From the data that follows, copy every line holding the string "Sized".
■ ■ ■ ■
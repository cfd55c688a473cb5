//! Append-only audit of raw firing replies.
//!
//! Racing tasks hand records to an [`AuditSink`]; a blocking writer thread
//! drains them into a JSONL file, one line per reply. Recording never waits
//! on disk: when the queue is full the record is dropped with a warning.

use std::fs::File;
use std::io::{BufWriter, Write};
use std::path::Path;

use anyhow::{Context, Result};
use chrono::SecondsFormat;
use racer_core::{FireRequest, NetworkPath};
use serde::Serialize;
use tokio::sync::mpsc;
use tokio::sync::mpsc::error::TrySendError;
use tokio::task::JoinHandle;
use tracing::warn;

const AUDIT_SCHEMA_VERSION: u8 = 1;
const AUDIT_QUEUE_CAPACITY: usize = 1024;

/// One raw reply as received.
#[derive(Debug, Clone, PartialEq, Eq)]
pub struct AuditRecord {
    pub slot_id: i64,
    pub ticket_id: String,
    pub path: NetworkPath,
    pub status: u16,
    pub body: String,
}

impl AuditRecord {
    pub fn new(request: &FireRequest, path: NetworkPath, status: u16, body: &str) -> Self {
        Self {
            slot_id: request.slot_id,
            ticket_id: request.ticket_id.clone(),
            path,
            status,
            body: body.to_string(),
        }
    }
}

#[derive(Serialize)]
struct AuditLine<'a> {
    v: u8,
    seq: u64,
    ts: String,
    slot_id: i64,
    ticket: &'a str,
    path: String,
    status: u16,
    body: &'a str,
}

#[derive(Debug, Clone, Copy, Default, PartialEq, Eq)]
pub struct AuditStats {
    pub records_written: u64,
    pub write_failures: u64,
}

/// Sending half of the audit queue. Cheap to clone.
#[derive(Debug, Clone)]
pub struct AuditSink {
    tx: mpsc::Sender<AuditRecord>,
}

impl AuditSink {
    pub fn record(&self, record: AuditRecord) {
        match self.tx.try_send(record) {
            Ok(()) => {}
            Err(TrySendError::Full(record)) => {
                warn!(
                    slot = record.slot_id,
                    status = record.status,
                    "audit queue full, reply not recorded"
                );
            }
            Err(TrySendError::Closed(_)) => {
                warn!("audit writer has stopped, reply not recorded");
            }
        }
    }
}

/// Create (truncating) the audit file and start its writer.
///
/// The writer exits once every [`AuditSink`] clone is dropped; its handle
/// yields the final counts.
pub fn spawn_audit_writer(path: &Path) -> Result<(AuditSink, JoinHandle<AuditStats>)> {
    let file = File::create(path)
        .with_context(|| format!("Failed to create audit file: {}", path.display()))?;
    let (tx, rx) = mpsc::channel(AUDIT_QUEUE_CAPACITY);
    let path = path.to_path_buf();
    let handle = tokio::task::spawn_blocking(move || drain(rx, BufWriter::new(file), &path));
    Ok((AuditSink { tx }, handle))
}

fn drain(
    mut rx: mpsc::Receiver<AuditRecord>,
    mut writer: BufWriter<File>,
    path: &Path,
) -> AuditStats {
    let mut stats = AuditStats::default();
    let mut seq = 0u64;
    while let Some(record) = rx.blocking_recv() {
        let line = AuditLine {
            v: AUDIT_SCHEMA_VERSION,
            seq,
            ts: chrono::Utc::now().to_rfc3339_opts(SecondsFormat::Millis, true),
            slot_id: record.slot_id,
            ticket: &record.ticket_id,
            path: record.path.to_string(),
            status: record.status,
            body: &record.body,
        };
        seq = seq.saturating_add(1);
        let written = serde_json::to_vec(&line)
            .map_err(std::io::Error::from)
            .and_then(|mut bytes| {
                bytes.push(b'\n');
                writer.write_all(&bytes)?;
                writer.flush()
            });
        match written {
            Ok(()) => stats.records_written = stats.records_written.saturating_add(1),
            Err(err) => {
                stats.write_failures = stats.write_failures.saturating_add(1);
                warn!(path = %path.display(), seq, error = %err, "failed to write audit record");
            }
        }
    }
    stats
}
■ ■ ■ ■
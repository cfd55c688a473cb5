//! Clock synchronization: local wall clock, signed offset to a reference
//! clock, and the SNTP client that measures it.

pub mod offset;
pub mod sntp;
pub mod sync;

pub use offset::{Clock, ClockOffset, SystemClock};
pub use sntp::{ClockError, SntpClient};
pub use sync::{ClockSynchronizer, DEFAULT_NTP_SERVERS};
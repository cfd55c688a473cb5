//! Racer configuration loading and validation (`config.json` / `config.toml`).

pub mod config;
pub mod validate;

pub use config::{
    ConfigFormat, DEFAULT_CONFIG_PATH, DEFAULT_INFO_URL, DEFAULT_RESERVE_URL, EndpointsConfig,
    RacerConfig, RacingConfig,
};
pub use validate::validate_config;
■ ■ ■ ■
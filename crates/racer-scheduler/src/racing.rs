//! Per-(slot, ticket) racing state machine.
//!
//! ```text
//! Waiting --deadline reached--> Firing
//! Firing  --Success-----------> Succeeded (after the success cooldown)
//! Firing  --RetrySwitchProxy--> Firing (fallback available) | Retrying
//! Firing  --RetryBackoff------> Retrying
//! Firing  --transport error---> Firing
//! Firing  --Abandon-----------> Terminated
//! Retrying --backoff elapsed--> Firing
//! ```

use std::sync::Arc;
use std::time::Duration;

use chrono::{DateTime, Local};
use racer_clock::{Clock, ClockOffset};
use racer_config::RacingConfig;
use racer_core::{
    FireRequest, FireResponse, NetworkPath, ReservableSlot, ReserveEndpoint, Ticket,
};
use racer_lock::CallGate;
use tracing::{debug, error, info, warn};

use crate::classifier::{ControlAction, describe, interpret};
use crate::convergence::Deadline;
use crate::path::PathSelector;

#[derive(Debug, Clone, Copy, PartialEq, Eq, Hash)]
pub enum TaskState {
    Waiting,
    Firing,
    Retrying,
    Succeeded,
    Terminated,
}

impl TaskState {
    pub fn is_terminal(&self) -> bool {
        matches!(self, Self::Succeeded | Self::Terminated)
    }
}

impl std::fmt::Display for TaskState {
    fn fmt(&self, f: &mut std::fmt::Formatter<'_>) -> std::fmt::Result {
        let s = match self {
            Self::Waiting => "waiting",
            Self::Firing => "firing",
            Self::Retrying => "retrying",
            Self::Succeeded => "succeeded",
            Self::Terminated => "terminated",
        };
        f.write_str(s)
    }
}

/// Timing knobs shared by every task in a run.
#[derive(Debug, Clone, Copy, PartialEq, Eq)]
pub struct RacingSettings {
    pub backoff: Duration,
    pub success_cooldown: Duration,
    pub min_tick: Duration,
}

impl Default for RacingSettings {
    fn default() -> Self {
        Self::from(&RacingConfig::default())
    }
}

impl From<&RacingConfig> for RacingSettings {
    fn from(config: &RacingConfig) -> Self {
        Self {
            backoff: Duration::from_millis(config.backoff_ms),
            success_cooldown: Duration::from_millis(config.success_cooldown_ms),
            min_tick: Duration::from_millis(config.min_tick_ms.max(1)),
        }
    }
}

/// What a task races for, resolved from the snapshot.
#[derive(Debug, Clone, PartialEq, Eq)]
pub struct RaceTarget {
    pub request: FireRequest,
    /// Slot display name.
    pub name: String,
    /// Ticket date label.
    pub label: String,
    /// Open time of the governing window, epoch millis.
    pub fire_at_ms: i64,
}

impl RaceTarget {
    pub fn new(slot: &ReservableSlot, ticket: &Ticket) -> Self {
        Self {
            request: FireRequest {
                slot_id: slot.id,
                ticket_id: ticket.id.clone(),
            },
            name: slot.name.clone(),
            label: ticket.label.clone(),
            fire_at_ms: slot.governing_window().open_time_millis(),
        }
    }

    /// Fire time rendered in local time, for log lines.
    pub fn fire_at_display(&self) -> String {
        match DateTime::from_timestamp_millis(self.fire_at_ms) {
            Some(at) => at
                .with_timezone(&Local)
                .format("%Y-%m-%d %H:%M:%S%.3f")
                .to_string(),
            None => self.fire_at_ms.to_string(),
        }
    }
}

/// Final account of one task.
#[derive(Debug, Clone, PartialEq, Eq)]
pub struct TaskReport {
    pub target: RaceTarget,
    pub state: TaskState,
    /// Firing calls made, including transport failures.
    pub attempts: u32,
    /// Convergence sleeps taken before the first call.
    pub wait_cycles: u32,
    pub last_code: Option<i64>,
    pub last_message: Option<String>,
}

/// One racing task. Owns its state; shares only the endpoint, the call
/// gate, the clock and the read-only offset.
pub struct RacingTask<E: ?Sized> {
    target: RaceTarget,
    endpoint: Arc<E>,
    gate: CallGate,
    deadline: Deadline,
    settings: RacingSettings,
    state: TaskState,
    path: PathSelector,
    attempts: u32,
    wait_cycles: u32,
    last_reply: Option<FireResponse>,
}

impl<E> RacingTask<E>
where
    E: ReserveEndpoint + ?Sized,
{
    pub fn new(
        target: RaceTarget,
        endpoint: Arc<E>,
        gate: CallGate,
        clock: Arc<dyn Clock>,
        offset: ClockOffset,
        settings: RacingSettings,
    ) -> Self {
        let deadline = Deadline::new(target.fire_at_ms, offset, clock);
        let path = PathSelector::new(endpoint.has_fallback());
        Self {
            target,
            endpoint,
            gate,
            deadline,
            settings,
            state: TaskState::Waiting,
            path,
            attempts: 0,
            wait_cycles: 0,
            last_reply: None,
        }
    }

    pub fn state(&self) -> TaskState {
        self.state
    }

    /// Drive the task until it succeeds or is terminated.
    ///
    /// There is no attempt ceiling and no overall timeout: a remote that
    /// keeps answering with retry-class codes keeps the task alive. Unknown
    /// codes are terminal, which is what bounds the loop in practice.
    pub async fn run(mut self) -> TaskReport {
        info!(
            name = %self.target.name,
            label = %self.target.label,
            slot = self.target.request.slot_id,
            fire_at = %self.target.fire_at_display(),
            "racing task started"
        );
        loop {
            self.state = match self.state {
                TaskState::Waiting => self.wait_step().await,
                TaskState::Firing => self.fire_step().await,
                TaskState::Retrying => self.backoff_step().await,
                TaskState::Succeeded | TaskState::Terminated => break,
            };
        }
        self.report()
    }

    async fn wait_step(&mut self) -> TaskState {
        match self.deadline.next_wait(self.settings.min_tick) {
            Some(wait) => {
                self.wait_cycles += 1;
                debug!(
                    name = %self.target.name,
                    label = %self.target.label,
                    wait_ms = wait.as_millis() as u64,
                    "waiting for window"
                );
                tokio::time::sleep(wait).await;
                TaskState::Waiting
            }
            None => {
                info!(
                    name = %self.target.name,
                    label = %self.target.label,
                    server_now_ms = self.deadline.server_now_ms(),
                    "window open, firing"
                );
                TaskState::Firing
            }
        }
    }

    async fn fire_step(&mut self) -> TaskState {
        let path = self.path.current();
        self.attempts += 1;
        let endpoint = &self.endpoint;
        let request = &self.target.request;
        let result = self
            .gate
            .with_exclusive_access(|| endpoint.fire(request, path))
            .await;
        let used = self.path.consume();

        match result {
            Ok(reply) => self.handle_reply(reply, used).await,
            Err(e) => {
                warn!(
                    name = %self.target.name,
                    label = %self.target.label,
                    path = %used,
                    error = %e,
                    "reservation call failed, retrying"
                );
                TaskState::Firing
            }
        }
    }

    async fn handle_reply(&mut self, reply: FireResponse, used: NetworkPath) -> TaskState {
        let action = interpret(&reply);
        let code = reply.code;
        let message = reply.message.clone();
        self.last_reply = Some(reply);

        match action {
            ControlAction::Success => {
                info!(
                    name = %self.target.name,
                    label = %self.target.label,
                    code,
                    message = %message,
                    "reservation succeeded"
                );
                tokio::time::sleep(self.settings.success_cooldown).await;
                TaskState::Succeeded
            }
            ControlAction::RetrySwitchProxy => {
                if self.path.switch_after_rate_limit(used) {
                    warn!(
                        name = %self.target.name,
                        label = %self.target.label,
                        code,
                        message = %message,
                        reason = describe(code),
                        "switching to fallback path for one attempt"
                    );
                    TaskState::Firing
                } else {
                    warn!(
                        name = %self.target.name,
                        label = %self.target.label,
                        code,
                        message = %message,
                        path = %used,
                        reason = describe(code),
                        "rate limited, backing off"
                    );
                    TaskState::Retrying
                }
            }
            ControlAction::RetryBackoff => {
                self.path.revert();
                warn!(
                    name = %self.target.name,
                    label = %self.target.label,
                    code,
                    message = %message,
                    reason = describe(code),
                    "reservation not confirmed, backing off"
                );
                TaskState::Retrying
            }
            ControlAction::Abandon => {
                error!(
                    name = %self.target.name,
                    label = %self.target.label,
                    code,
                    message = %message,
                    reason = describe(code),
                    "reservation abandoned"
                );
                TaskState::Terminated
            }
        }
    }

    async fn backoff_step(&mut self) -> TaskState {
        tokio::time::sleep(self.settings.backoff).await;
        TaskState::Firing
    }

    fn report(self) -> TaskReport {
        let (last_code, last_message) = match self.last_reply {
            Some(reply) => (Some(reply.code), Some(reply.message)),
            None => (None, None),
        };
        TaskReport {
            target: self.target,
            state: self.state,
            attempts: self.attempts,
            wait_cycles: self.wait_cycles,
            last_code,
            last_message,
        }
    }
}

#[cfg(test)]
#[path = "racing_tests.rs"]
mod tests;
■ ■ ■ ■
■ **Solution below**:
pub struct RacingTask<E: ?Sized> {
    E: ReserveEndpoint + ?Sized,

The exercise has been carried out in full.